TASK INPUTS:
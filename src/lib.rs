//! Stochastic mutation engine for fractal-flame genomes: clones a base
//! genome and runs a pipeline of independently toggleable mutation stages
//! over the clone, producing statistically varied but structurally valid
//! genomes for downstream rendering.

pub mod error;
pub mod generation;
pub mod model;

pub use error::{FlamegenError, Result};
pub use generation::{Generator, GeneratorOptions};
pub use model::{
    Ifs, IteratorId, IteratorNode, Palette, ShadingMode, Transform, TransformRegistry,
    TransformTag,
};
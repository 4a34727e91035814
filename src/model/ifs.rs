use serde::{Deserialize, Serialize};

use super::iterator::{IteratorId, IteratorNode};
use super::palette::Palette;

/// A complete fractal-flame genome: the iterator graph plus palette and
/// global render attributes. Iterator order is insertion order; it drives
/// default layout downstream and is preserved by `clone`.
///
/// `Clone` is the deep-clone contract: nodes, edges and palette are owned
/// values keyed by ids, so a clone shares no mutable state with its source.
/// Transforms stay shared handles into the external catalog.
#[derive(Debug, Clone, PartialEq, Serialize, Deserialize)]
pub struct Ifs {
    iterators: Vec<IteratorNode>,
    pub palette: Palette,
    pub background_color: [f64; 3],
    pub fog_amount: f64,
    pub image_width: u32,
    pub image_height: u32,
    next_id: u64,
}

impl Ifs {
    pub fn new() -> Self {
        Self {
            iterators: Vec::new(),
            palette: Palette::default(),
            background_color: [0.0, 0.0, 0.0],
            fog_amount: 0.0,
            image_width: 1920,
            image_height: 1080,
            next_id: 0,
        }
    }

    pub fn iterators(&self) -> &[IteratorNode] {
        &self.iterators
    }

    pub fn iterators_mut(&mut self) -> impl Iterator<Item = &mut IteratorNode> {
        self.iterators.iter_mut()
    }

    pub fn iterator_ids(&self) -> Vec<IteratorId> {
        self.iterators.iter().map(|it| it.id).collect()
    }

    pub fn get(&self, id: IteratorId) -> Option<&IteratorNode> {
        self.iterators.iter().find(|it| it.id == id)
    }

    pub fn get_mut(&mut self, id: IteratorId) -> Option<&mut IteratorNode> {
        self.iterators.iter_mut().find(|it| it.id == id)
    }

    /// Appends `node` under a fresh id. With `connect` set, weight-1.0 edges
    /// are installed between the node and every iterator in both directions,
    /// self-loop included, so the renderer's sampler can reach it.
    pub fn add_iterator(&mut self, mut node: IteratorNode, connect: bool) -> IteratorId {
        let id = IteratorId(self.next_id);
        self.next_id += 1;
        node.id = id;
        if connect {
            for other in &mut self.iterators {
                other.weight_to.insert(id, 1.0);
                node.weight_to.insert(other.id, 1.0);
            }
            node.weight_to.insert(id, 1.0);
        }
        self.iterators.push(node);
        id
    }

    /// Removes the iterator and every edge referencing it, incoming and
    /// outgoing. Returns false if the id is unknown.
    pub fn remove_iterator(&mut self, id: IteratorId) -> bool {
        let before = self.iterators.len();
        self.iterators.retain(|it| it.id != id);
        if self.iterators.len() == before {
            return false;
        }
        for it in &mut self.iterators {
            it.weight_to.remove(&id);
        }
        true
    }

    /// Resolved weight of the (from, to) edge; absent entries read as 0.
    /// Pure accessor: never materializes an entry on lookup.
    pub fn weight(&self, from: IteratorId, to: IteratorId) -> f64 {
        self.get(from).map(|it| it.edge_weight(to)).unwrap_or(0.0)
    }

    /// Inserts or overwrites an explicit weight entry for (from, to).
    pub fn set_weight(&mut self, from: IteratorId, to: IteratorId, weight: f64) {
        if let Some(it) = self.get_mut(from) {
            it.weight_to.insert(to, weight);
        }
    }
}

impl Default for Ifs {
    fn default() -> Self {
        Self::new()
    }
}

EXERCISE:
Set the data above down again in full, exactly as it reads.

RESPONSE TO THIS TASK:
filename src/lib.rs
//! Stochastic mutation engine for fractal-flame genomes: clones a base
//! genome and runs a pipeline of independently toggleable mutation stages
//! over the clone, producing statistically varied but structurally valid
//! genomes for downstream rendering.

pub mod error;
pub mod generation;
pub mod model;

pub use error::{FlamegenError, Result};
pub use generation::{Generator, GeneratorOptions};
pub use model::{
    Ifs, IteratorId, IteratorNode, Palette, ShadingMode, Transform, TransformRegistry,
    TransformTag,
};
repository 4a34727e91035814
filename src/model/ifs.rs
use serde::{Deserialize, Serialize};

use super::iterator::{IteratorId, IteratorNode};
use super::palette::Palette;

/// A complete fractal-flame genome: the iterator graph plus palette and
/// global render attributes. Iterator order is insertion order; it drives
/// default layout downstream and is preserved by `clone`.
///
/// `Clone` is the deep-clone contract: nodes, edges and palette are owned
/// values keyed by ids, so a clone shares no mutable state with its source.
/// Transforms stay shared handles into the external catalog.
#[derive(Debug, Clone, PartialEq, Serialize, Deserialize)]
pub struct Ifs {
    iterators: Vec<IteratorNode>,
    pub palette: Palette,
    pub background_color: [f64; 3],
    pub fog_amount: f64,
    pub image_width: u32,
    pub image_height: u32,
    next_id: u64,
}

impl Ifs {
    pub fn new() -> Self {
        Self {
            iterators: Vec::new(),
            palette: Palette::default(),
            background_color: [0.0, 0.0, 0.0],
            fog_amount: 0.0,
            image_width: 1920,
            image_height: 1080,
            next_id: 0,
        }
    }

    pub fn iterators(&self) -> &[IteratorNode] {
        &self.iterators
    }

    pub fn iterators_mut(&mut self) -> impl Iterator<Item = &mut IteratorNode> {
        self.iterators.iter_mut()
    }

    pub fn iterator_ids(&self) -> Vec<IteratorId> {
        self.iterators.iter().map(|it| it.id).collect()
    }

    pub fn get(&self, id: IteratorId) -> Option<&IteratorNode> {
        self.iterators.iter().find(|it| it.id == id)
    }

    pub fn get_mut(&mut self, id: IteratorId) -> Option<&mut IteratorNode> {
        self.iterators.iter_mut().find(|it| it.id == id)
    }

    /// Appends `node` under a fresh id. With `connect` set, weight-1.0 edges
    /// are installed between the node and every iterator in both directions,
    /// self-loop included, so the renderer's sampler can reach it.
    pub fn add_iterator(&mut self, mut node: IteratorNode, connect: bool) -> IteratorId {
        let id = IteratorId(self.next_id);
        self.next_id += 1;
        node.id = id;
        if connect {
            for other in &mut self.iterators {
                other.weight_to.insert(id, 1.0);
                node.weight_to.insert(other.id, 1.0);
            }
            node.weight_to.insert(id, 1.0);
        }
        self.iterators.push(node);
        id
    }

    /// Removes the iterator and every edge referencing it, incoming and
    /// outgoing. Returns false if the id is unknown.
    pub fn remove_iterator(&mut self, id: IteratorId) -> bool {
        let before = self.iterators.len();
        self.iterators.retain(|it| it.id != id);
        if self.iterators.len() == before {
            return false;
        }
        for it in &mut self.iterators {
            it.weight_to.remove(&id);
        }
        true
    }

    /// Resolved weight of the (from, to) edge; absent entries read as 0.
    /// Pure accessor: never materializes an entry on lookup.
    pub fn weight(&self, from: IteratorId, to: IteratorId) -> f64 {
        self.get(from).map(|it| it.edge_weight(to)).unwrap_or(0.0)
    }

    /// Inserts or overwrites an explicit weight entry for (from, to).
    pub fn set_weight(&mut self, from: IteratorId, to: IteratorId, weight: f64) {
        if let Some(it) = self.get_mut(from) {
            it.weight_to.insert(to, weight);
        }
    }
}

impl Default for Ifs {
    fn default() -> Self {
        Self::new()
    }
}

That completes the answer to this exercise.